Given information:
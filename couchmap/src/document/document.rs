use crate::common::Value;
use indexmap::IndexMap;
use smallvec::SmallVec;
use std::fmt::{Debug, Display};

type FieldVec = SmallVec<[String; 8]>;

/// A stored document, independent of any entity type.
///
/// A document is an insertion-ordered map from field name to [Value] plus three
/// side channels that never appear as regular fields:
///
/// * `id` - the document key, unique within a bucket.
/// * `version` - the CAS token used for optimistic concurrency. It is opaque:
///   it is compared for equality by the store and otherwise only round-tripped.
/// * `expiry` - seconds to live, `0` meaning the document never expires.
///
/// After an entity is written into a document, the encoded text is kept as the
/// raw value so it can be handed to the store without encoding twice.
///
/// Documents are single-owner values; they are not meant to be shared between
/// threads while they are being filled.
#[derive(Clone, Default, PartialEq)]
pub struct Document {
    id: Option<String>,
    version: Option<u64>,
    expiry: u32,
    content: IndexMap<String, Value>,
    raw_value: Option<String>,
}

impl Document {
    /// Creates a new empty document without id.
    pub fn new() -> Self {
        Document::default()
    }

    /// Creates a new empty document with the given id.
    ///
    /// ```ignore
    /// let doc = Document::with_id("user::1");
    /// assert_eq!(doc.id(), Some("user::1"));
    /// assert!(doc.is_empty());
    /// ```
    pub fn with_id(id: impl Into<String>) -> Self {
        Document {
            id: Some(id.into()),
            ..Document::default()
        }
    }

    /// Associates `value` with `field`, replacing any previous value.
    ///
    /// Field names are not validated; a repeated `put` overwrites the value
    /// but keeps the field at its original position.
    pub fn put(&mut self, field: impl Into<String>, value: impl Into<Value>) {
        self.content.insert(field.into(), value.into());
    }

    /// Returns the value stored under `field`, if any.
    pub fn get(&self, field: &str) -> Option<&Value> {
        self.content.get(field)
    }

    /// Checks whether `field` is present, even when it holds [Value::Null].
    pub fn contains_field(&self, field: &str) -> bool {
        self.content.contains_key(field)
    }

    /// Removes `field`, keeping the order of the remaining fields.
    pub fn remove(&mut self, field: &str) -> Option<Value> {
        self.content.shift_remove(field)
    }

    /// Number of top-level fields.
    pub fn size(&self) -> usize {
        self.content.len()
    }

    pub fn is_empty(&self) -> bool {
        self.content.is_empty()
    }

    /// Iterates over the fields in insertion order.
    pub fn iter(&self) -> indexmap::map::Iter<'_, String, Value> {
        self.content.iter()
    }

    /// Names of the top-level fields in insertion order.
    pub fn fields(&self) -> FieldVec {
        self.content.keys().cloned().collect()
    }

    /// Removes every field. Side channels are kept.
    pub fn clear(&mut self) {
        self.content.clear();
    }

    pub fn id(&self) -> Option<&str> {
        self.id.as_deref()
    }

    pub fn set_id(&mut self, id: impl Into<String>) {
        self.id = Some(id.into());
    }

    pub fn version(&self) -> Option<u64> {
        self.version
    }

    pub fn set_version(&mut self, version: u64) {
        self.version = Some(version);
    }

    pub fn expiry(&self) -> u32 {
        self.expiry
    }

    pub fn set_expiry(&mut self, expiry: u32) {
        self.expiry = expiry;
    }

    /// The encoded text produced by the last write, if any.
    pub fn raw_value(&self) -> Option<&str> {
        self.raw_value.as_deref()
    }

    pub fn set_raw_value(&mut self, raw_value: impl Into<String>) {
        self.raw_value = Some(raw_value.into());
    }
}

impl Debug for Document {
    fn fmt(&self, f: &mut std::fmt::Formatter<'_>) -> std::fmt::Result {
        f.debug_struct("Document")
            .field("id", &self.id)
            .field("version", &self.version)
            .field("expiry", &self.expiry)
            .field("content", &self.content)
            .finish()
    }
}

impl Display for Document {
    fn fmt(&self, f: &mut std::fmt::Formatter<'_>) -> std::fmt::Result {
        write!(f, "{{")?;
        for (i, (key, value)) in self.content.iter().enumerate() {
            if i > 0 {
                write!(f, ", ")?;
            }
            write!(f, "\"{}\": {}", key, value)?;
        }
        write!(f, "}}")
    }
}

impl<'a> IntoIterator for &'a Document {
    type Item = (&'a String, &'a Value);
    type IntoIter = indexmap::map::Iter<'a, String, Value>;

    fn into_iter(self) -> Self::IntoIter {
        self.content.iter()
    }
}

pub fn normalize(value: &str) -> String {
    value.trim_matches('"').to_string()
}

/// Creates a [Document] with JSON-like syntax.
///
/// ```rust
/// use couchmap::doc;
///
/// let empty = doc!{};
///
/// let base = 100;
/// let user = doc!{
///     name: "Alice",
///     score: (base * 2),
///     address: {
///         city: "Paris",
///         tags: ["home", "work"]
///     }
/// };
/// assert_eq!(user.size(), 3);
/// assert!(empty.is_empty());
/// ```
#[macro_export]
macro_rules! doc {
    ({}) => {
        $crate::document::Document::new()
    };

    () => {
        $crate::document::Document::new()
    };

    ({ $($key:tt : $value:tt),* $(,)? }) => {
        $crate::doc!($($key : $value),*)
    };

    ($($key:tt : $value:tt),* $(,)?) => {
        {
            #[allow(unused_imports)]
            use $crate::doc_value;

            let mut doc = $crate::document::Document::new();
            $(
                doc.put($crate::document::normalize(stringify!($key)), $crate::doc_value!($value));
            )*
            doc
        }
    };
}

/// Helper macro to convert values for the doc! macro.
#[macro_export]
macro_rules! doc_value {
    ({ $($key:tt : $value:tt),* $(,)? }) => {
        {
            $crate::common::Value::Document($crate::doc!{ $($key : $value),* })
        }
    };

    ([ $($value:tt),* $(,)? ]) => {
        $crate::common::Value::Array(vec![$($crate::doc_value!($value)),*])
    };

    ($value:expr) => {
        $crate::common::Value::from($value)
    };
}
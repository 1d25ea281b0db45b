use crate::errors::CouchmapResult;
use crate::index::DesignDocument;
use crate::query::{BoundQuery, ViewQuery};

/// A document as held by the store: id, encoded body, CAS and expiry.
#[derive(Debug, Clone, PartialEq, Eq)]
pub struct StoredDocument {
    id: String,
    content: String,
    cas: u64,
    expiry: u32,
}

impl StoredDocument {
    pub fn new(id: impl Into<String>, content: impl Into<String>) -> Self {
        StoredDocument {
            id: id.into(),
            content: content.into(),
            cas: 0,
            expiry: 0,
        }
    }

    /// CAS the stored version must match; `0` skips the check.
    pub fn with_cas(mut self, cas: u64) -> Self {
        self.cas = cas;
        self
    }

    pub fn with_expiry(mut self, expiry: u32) -> Self {
        self.expiry = expiry;
        self
    }

    pub fn id(&self) -> &str {
        &self.id
    }

    pub fn content(&self) -> &str {
        &self.content
    }

    pub fn cas(&self) -> u64 {
        self.cas
    }

    pub fn expiry(&self) -> u32 {
        self.expiry
    }
}

/// Rows and status of an executed N1QL query.
#[derive(Debug, Clone, Default, PartialEq)]
pub struct QueryResult {
    rows: Vec<serde_json::Value>,
    errors: Vec<String>,
    final_success: bool,
}

impl QueryResult {
    pub fn success(rows: Vec<serde_json::Value>) -> Self {
        QueryResult {
            rows,
            errors: Vec::new(),
            final_success: true,
        }
    }

    pub fn failure(errors: Vec<String>) -> Self {
        QueryResult {
            rows: Vec::new(),
            errors,
            final_success: false,
        }
    }

    pub fn rows(&self) -> &[serde_json::Value] {
        &self.rows
    }

    pub fn into_rows(self) -> Vec<serde_json::Value> {
        self.rows
    }

    pub fn errors(&self) -> &[String] {
        &self.errors
    }

    pub fn is_success(&self) -> bool {
        self.final_success
    }
}

/// One emitted row of a view.
#[derive(Debug, Clone, PartialEq)]
pub struct ViewRow {
    id: Option<String>,
    key: serde_json::Value,
    value: serde_json::Value,
}

impl ViewRow {
    pub fn new(id: Option<String>, key: serde_json::Value, value: serde_json::Value) -> Self {
        ViewRow { id, key, value }
    }

    /// Id of the emitting document; absent for reduced rows.
    pub fn id(&self) -> Option<&str> {
        self.id.as_deref()
    }

    pub fn key(&self) -> &serde_json::Value {
        &self.key
    }

    pub fn value(&self) -> &serde_json::Value {
        &self.value
    }
}

/// Access to a single bucket of a document store.
///
/// Network concerns such as timeouts and retries belong to implementations.
pub trait StoreClient: Send + Sync {
    fn bucket_name(&self) -> &str;

    fn get(&self, id: &str) -> CouchmapResult<Option<StoredDocument>>;

    /// Stores a new document and returns its CAS. Fails with
    /// `DocumentExists` when the id is taken.
    fn insert(&self, document: StoredDocument) -> CouchmapResult<u64>;

    /// Stores a document and returns its new CAS. A non-zero CAS on
    /// `document` must match the stored one, otherwise `CasMismatch`.
    fn upsert(&self, document: StoredDocument) -> CouchmapResult<u64>;

    /// Removes a document. Fails with `DocumentNotFound` for unknown ids.
    fn remove(&self, id: &str) -> CouchmapResult<()>;

    fn query(&self, query: &BoundQuery) -> CouchmapResult<QueryResult>;

    fn query_view(&self, query: &ViewQuery) -> CouchmapResult<Vec<ViewRow>>;

    fn get_design_document(&self, name: &str) -> CouchmapResult<Option<DesignDocument>>;

    fn upsert_design_document(&self, design_document: DesignDocument) -> CouchmapResult<()>;
}
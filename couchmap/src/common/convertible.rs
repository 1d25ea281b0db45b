use crate::common::Value;
use crate::document::Document;
use crate::errors::{CouchmapError, CouchmapResult, ErrorKind};
use chrono::{DateTime, Utc};
use std::collections::{BTreeMap, HashMap};

/// Conversion between a Rust type and a [Value].
///
/// Property getters and setters generated for entities go through this trait,
/// and `#[derive(Convertible)]` implements it for nested structs and enums.
pub trait Convertible {
    type Output;

    fn to_value(&self) -> CouchmapResult<Value>;
    fn from_value(value: &Value) -> CouchmapResult<Self::Output>;
}

fn type_mismatch(value: &Value, expected: &str) -> CouchmapError {
    log::error!("Value {} is not a {}", value, expected);
    CouchmapError::new(
        &format!("Value of type {} is not a {}", value.type_name(), expected),
        ErrorKind::ObjectMappingError,
    )
}

macro_rules! convertible_signed {
    ($($t:ty),*) => {
        $(
            impl Convertible for $t {
                type Output = $t;

                fn to_value(&self) -> CouchmapResult<Value> {
                    Ok(Value::I64(*self as i64))
                }

                fn from_value(value: &Value) -> CouchmapResult<Self> {
                    value
                        .as_i64()
                        .or_else(|| value.as_str().and_then(|text| text.parse().ok()))
                        .and_then(|v| <$t>::try_from(v).ok())
                        .ok_or_else(|| type_mismatch(value, stringify!($t)))
                }
            }
        )*
    };
}

macro_rules! convertible_unsigned {
    ($($t:ty),*) => {
        $(
            impl Convertible for $t {
                type Output = $t;

                fn to_value(&self) -> CouchmapResult<Value> {
                    Ok(Value::U64(*self as u64))
                }

                fn from_value(value: &Value) -> CouchmapResult<Self> {
                    value
                        .as_u64()
                        .or_else(|| value.as_str().and_then(|text| text.parse().ok()))
                        .and_then(|v| <$t>::try_from(v).ok())
                        .ok_or_else(|| type_mismatch(value, stringify!($t)))
                }
            }
        )*
    };
}

convertible_signed!(i8, i16, i32, i64, isize);
convertible_unsigned!(u8, u16, u32, u64, usize);

impl Convertible for f64 {
    type Output = f64;

    fn to_value(&self) -> CouchmapResult<Value> {
        Ok(Value::F64(*self))
    }

    fn from_value(value: &Value) -> CouchmapResult<Self> {
        value.as_f64().ok_or_else(|| type_mismatch(value, "f64"))
    }
}

impl Convertible for f32 {
    type Output = f32;

    fn to_value(&self) -> CouchmapResult<Value> {
        Ok(Value::F64(*self as f64))
    }

    fn from_value(value: &Value) -> CouchmapResult<Self> {
        value
            .as_f64()
            .map(|v| v as f32)
            .ok_or_else(|| type_mismatch(value, "f32"))
    }
}

impl Convertible for bool {
    type Output = bool;

    fn to_value(&self) -> CouchmapResult<Value> {
        Ok(Value::Bool(*self))
    }

    fn from_value(value: &Value) -> CouchmapResult<Self> {
        value.as_bool().ok_or_else(|| type_mismatch(value, "bool"))
    }
}

impl Convertible for char {
    type Output = char;

    fn to_value(&self) -> CouchmapResult<Value> {
        Ok(Value::String(self.to_string()))
    }

    fn from_value(value: &Value) -> CouchmapResult<Self> {
        let mut chars = value
            .as_str()
            .ok_or_else(|| type_mismatch(value, "char"))?
            .chars();
        match (chars.next(), chars.next()) {
            (Some(c), None) => Ok(c),
            _ => Err(type_mismatch(value, "char")),
        }
    }
}

impl Convertible for String {
    type Output = String;

    fn to_value(&self) -> CouchmapResult<Value> {
        Ok(Value::String(self.clone()))
    }

    fn from_value(value: &Value) -> CouchmapResult<Self> {
        value
            .as_str()
            .map(str::to_string)
            .ok_or_else(|| type_mismatch(value, "string"))
    }
}

impl Convertible for () {
    type Output = ();

    fn to_value(&self) -> CouchmapResult<Value> {
        Ok(Value::Null)
    }

    fn from_value(_: &Value) -> CouchmapResult<Self> {
        Ok(())
    }
}

impl Convertible for Document {
    type Output = Document;

    fn to_value(&self) -> CouchmapResult<Value> {
        Ok(Value::Document(self.clone()))
    }

    fn from_value(value: &Value) -> CouchmapResult<Self> {
        value
            .as_document()
            .cloned()
            .ok_or_else(|| type_mismatch(value, "document"))
    }
}

impl Convertible for Value {
    type Output = Value;

    fn to_value(&self) -> CouchmapResult<Value> {
        Ok(self.clone())
    }

    fn from_value(value: &Value) -> CouchmapResult<Self> {
        Ok(value.clone())
    }
}

// timestamps travel as RFC 3339 strings
impl Convertible for DateTime<Utc> {
    type Output = DateTime<Utc>;

    fn to_value(&self) -> CouchmapResult<Value> {
        Ok(Value::String(self.to_rfc3339()))
    }

    fn from_value(value: &Value) -> CouchmapResult<Self> {
        let text = value
            .as_str()
            .ok_or_else(|| type_mismatch(value, "timestamp"))?;
        DateTime::parse_from_rfc3339(text)
            .map(|dt| dt.with_timezone(&Utc))
            .map_err(|err| {
                log::error!("Invalid timestamp {}: {}", text, err);
                CouchmapError::new(
                    &format!("Invalid timestamp '{}': {}", text, err),
                    ErrorKind::ObjectMappingError,
                )
            })
    }
}

impl<T> Convertible for Option<T>
where
    T: Convertible,
{
    type Output = Option<T::Output>;

    fn to_value(&self) -> CouchmapResult<Value> {
        match self {
            Some(v) => v.to_value(),
            None => Ok(Value::Null),
        }
    }

    fn from_value(value: &Value) -> CouchmapResult<Self::Output> {
        match value {
            Value::Null => Ok(None),
            _ => Ok(Some(T::from_value(value)?)),
        }
    }
}

impl<T> Convertible for Box<T>
where
    T: Convertible,
{
    type Output = Box<T::Output>;

    fn to_value(&self) -> CouchmapResult<Value> {
        self.as_ref().to_value()
    }

    fn from_value(value: &Value) -> CouchmapResult<Self::Output> {
        Ok(Box::new(T::from_value(value)?))
    }
}

impl<T> Convertible for Vec<T>
where
    T: Convertible,
{
    type Output = Vec<T::Output>;

    fn to_value(&self) -> CouchmapResult<Value> {
        let mut values = Vec::with_capacity(self.len());
        for item in self {
            values.push(item.to_value()?);
        }
        Ok(Value::Array(values))
    }

    fn from_value(value: &Value) -> CouchmapResult<Self::Output> {
        let array = value.as_array().ok_or_else(|| type_mismatch(value, "array"))?;
        array.iter().map(T::from_value).collect()
    }
}

impl<V> Convertible for BTreeMap<String, V>
where
    V: Convertible,
{
    type Output = BTreeMap<String, V::Output>;

    fn to_value(&self) -> CouchmapResult<Value> {
        let mut document = Document::new();
        for (key, value) in self {
            document.put(key.as_str(), value.to_value()?);
        }
        Ok(Value::Document(document))
    }

    fn from_value(value: &Value) -> CouchmapResult<Self::Output> {
        let document = value
            .as_document()
            .ok_or_else(|| type_mismatch(value, "document"))?;
        let mut map = BTreeMap::new();
        for (key, value) in document.iter() {
            map.insert(key.clone(), V::from_value(value)?);
        }
        Ok(map)
    }
}

impl<V> Convertible for HashMap<String, V>
where
    V: Convertible,
{
    type Output = HashMap<String, V::Output>;

    fn to_value(&self) -> CouchmapResult<Value> {
        // sorted keys keep the encoded text stable across runs
        let mut keys: Vec<&String> = self.keys().collect();
        keys.sort();
        let mut document = Document::new();
        for key in keys {
            document.put(key.as_str(), self[key].to_value()?);
        }
        Ok(Value::Document(document))
    }

    fn from_value(value: &Value) -> CouchmapResult<Self::Output> {
        let document = value
            .as_document()
            .ok_or_else(|| type_mismatch(value, "document"))?;
        let mut map = HashMap::with_capacity(document.size());
        for (key, value) in document.iter() {
            map.insert(key.clone(), V::from_value(value)?);
        }
        Ok(map)
    }
}

pub fn from_value<T>(value: &Value) -> CouchmapResult<T::Output>
where
    T: Convertible,
{
    T::from_value(value)
}

pub fn to_value<T>(data: &T) -> CouchmapResult<Value>
where
    T: Convertible,
{
    data.to_value()
}
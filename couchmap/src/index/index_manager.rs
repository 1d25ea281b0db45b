use crate::common::{escape_identifier, SYSTEM_INDEXES, TYPE_KEY};
use crate::errors::{CouchmapError, CouchmapResult, ErrorKind};
use crate::index::{DesignDocument, EntityIndex, ViewDefinition};
use crate::mapping::PersistentEntity;
use crate::query::{build_query, QueryScanConsistency, Statement};
use crate::store::StoreClient;

/// What happened to a declared index.
#[derive(Debug, Clone, Copy, PartialEq, Eq, Hash)]
pub enum IndexStatus {
    Created,
    AlreadyExists,
    Ignored,
}

#[derive(Debug, Clone, PartialEq, Eq)]
pub struct IndexReport {
    index: EntityIndex,
    status: IndexStatus,
}

impl IndexReport {
    pub fn index(&self) -> &EntityIndex {
        &self.index
    }

    pub fn status(&self) -> IndexStatus {
        self.status
    }
}

/// Creates the indexes entity types declare, when they are missing.
///
/// Each kind of index can be switched off, e.g. in production setups where
/// indexes are managed outside the application.
#[derive(Debug, Clone, Copy, PartialEq, Eq, Default)]
pub struct IndexManager {
    ignore_views: bool,
    ignore_n1ql_primary: bool,
    ignore_n1ql_secondary: bool,
}

impl IndexManager {
    pub fn new(ignore_views: bool, ignore_n1ql_primary: bool, ignore_n1ql_secondary: bool) -> Self {
        IndexManager {
            ignore_views,
            ignore_n1ql_primary,
            ignore_n1ql_secondary,
        }
    }

    pub fn is_ignore_views(&self) -> bool {
        self.ignore_views
    }

    pub fn is_ignore_n1ql_primary(&self) -> bool {
        self.ignore_n1ql_primary
    }

    pub fn is_ignore_n1ql_secondary(&self) -> bool {
        self.ignore_n1ql_secondary
    }

    /// Ensures every index declared by `entity` exists, in declaration order.
    pub fn build_indexes<T>(
        &self,
        entity: &PersistentEntity<T>,
        client: &dyn StoreClient,
    ) -> CouchmapResult<Vec<IndexReport>> {
        let mut reports = Vec::with_capacity(entity.indexes().len());
        for index in entity.indexes() {
            let status = match index {
                EntityIndex::N1qlPrimary if self.ignore_n1ql_primary => IndexStatus::Ignored,
                EntityIndex::N1qlSecondary { .. } if self.ignore_n1ql_secondary => IndexStatus::Ignored,
                EntityIndex::View { .. } if self.ignore_views => IndexStatus::Ignored,
                EntityIndex::N1qlPrimary => self.ensure_primary(client)?,
                EntityIndex::N1qlSecondary { name } => {
                    self.ensure_secondary(name, entity.name(), client)?
                }
                EntityIndex::View {
                    design_document,
                    view_name,
                } => self.ensure_view(design_document, view_name, entity.name(), client)?,
            };

            log::debug!("{} of {}: {:?}", index, entity.name(), status);
            reports.push(IndexReport {
                index: index.clone(),
                status,
            });
        }
        Ok(reports)
    }

    fn ensure_primary(&self, client: &dyn StoreClient) -> CouchmapResult<IndexStatus> {
        let bucket = client.bucket_name();
        let exists = format!(
            "SELECT COUNT(name) = 1 AS exist FROM {} WHERE keyspace_id = \"{}\" AND is_primary",
            SYSTEM_INDEXES, bucket
        );
        if index_exists(&exists, client)? {
            return Ok(IndexStatus::AlreadyExists);
        }

        let create = format!("CREATE PRIMARY INDEX ON {}", escape_identifier(bucket));
        execute_ddl(&create, client)?;
        log::info!("Created primary index on {}", bucket);
        Ok(IndexStatus::Created)
    }

    fn ensure_secondary(
        &self,
        index_name: &str,
        type_name: &str,
        client: &dyn StoreClient,
    ) -> CouchmapResult<IndexStatus> {
        let bucket = client.bucket_name();
        let exists = format!(
            "SELECT COUNT(name) = 1 AS exist FROM {} WHERE keyspace_id = \"{}\" AND name = \"{}\"",
            SYSTEM_INDEXES, bucket, index_name
        );
        if index_exists(&exists, client)? {
            return Ok(IndexStatus::AlreadyExists);
        }

        let type_key = escape_identifier(TYPE_KEY);
        let create = format!(
            "CREATE INDEX {} ON {}({}) WHERE {} = \"{}\"",
            escape_identifier(index_name),
            escape_identifier(bucket),
            type_key,
            type_key,
            type_name
        );
        execute_ddl(&create, client)?;
        log::info!("Created secondary index {} on {}", index_name, bucket);
        Ok(IndexStatus::Created)
    }

    fn ensure_view(
        &self,
        design_name: &str,
        view_name: &str,
        type_name: &str,
        client: &dyn StoreClient,
    ) -> CouchmapResult<IndexStatus> {
        let existing = client.get_design_document(design_name)?;
        if existing
            .as_ref()
            .is_some_and(|design| design.view(view_name).is_some())
        {
            return Ok(IndexStatus::AlreadyExists);
        }

        let mut design = existing.unwrap_or_else(|| DesignDocument::new(design_name));
        design.put_view(view_name, ViewDefinition::new(&default_map_function(type_name)));
        client.upsert_design_document(design)?;
        log::info!("Created view {}/{}", design_name, view_name);
        Ok(IndexStatus::Created)
    }
}

/// Map function emitting the id of every document of `type_name`.
pub fn default_map_function(type_name: &str) -> String {
    format!(
        "function (doc, meta) {{ if(doc.{} == \"{}\") {{ emit(meta.id, null); }} }}",
        TYPE_KEY, type_name
    )
}

fn index_exists(statement: &str, client: &dyn StoreClient) -> CouchmapResult<bool> {
    let query = build_query(Statement::new(statement), vec![], QueryScanConsistency::NotBounded);
    let result = client.query(&query)?;
    if !result.is_success() {
        log::error!("Index lookup failed: {:?}", result.errors());
        return Err(CouchmapError::new(
            &format!("Could not look up index metadata: {}", result.errors().join(", ")),
            ErrorKind::IndexingError,
        ));
    }

    Ok(result
        .rows()
        .first()
        .and_then(|row| row.get("exist"))
        .and_then(|exist| exist.as_bool())
        .unwrap_or(false))
}

fn execute_ddl(statement: &str, client: &dyn StoreClient) -> CouchmapResult<()> {
    let query = build_query(Statement::new(statement), vec![], QueryScanConsistency::NotBounded);
    let result = client.query(&query)?;
    if result.is_success() {
        Ok(())
    } else {
        log::error!("Index creation failed: {:?}", result.errors());
        Err(CouchmapError::new(
            &format!("Could not create index: {}", result.errors().join(", ")),
            ErrorKind::IndexingError,
        ))
    }
}
use std::sync::Arc;

use parking_lot::RwLock;

/// Shared, lock-guarded state, read and written through closures.
pub type Atomic<T> = Arc<RwLock<T>>;

#[inline]
pub fn atomic<T>(t: T) -> Atomic<T> {
    Arc::new(RwLock::new(t))
}

pub trait ReadExecutor<T: ?Sized> {
    fn read_with<R>(&self, f: impl FnOnce(&T) -> R) -> R;
}

impl<T> ReadExecutor<T> for Atomic<T> {
    #[inline]
    fn read_with<R>(&self, f: impl FnOnce(&T) -> R) -> R {
        let read_guard = self.read();
        f(&*read_guard)
    }
}

pub trait WriteExecutor<T: ?Sized> {
    fn write_with<R>(&self, f: impl FnOnce(&mut T) -> R) -> R;
}

impl<T> WriteExecutor<T> for Atomic<T> {
    #[inline]
    fn write_with<R>(&self, f: impl FnOnce(&mut T) -> R) -> R {
        let mut write_guard = self.write();
        f(&mut *write_guard)
    }
}

/// Quotes an identifier with backticks for use in a N1QL statement.
pub fn escape_identifier(name: &str) -> String {
    format!("`{}`", name)
}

Work request:
The required reply is the count of lines in the entries above where the string "written" appears, and nothing more.

Result of this task:
2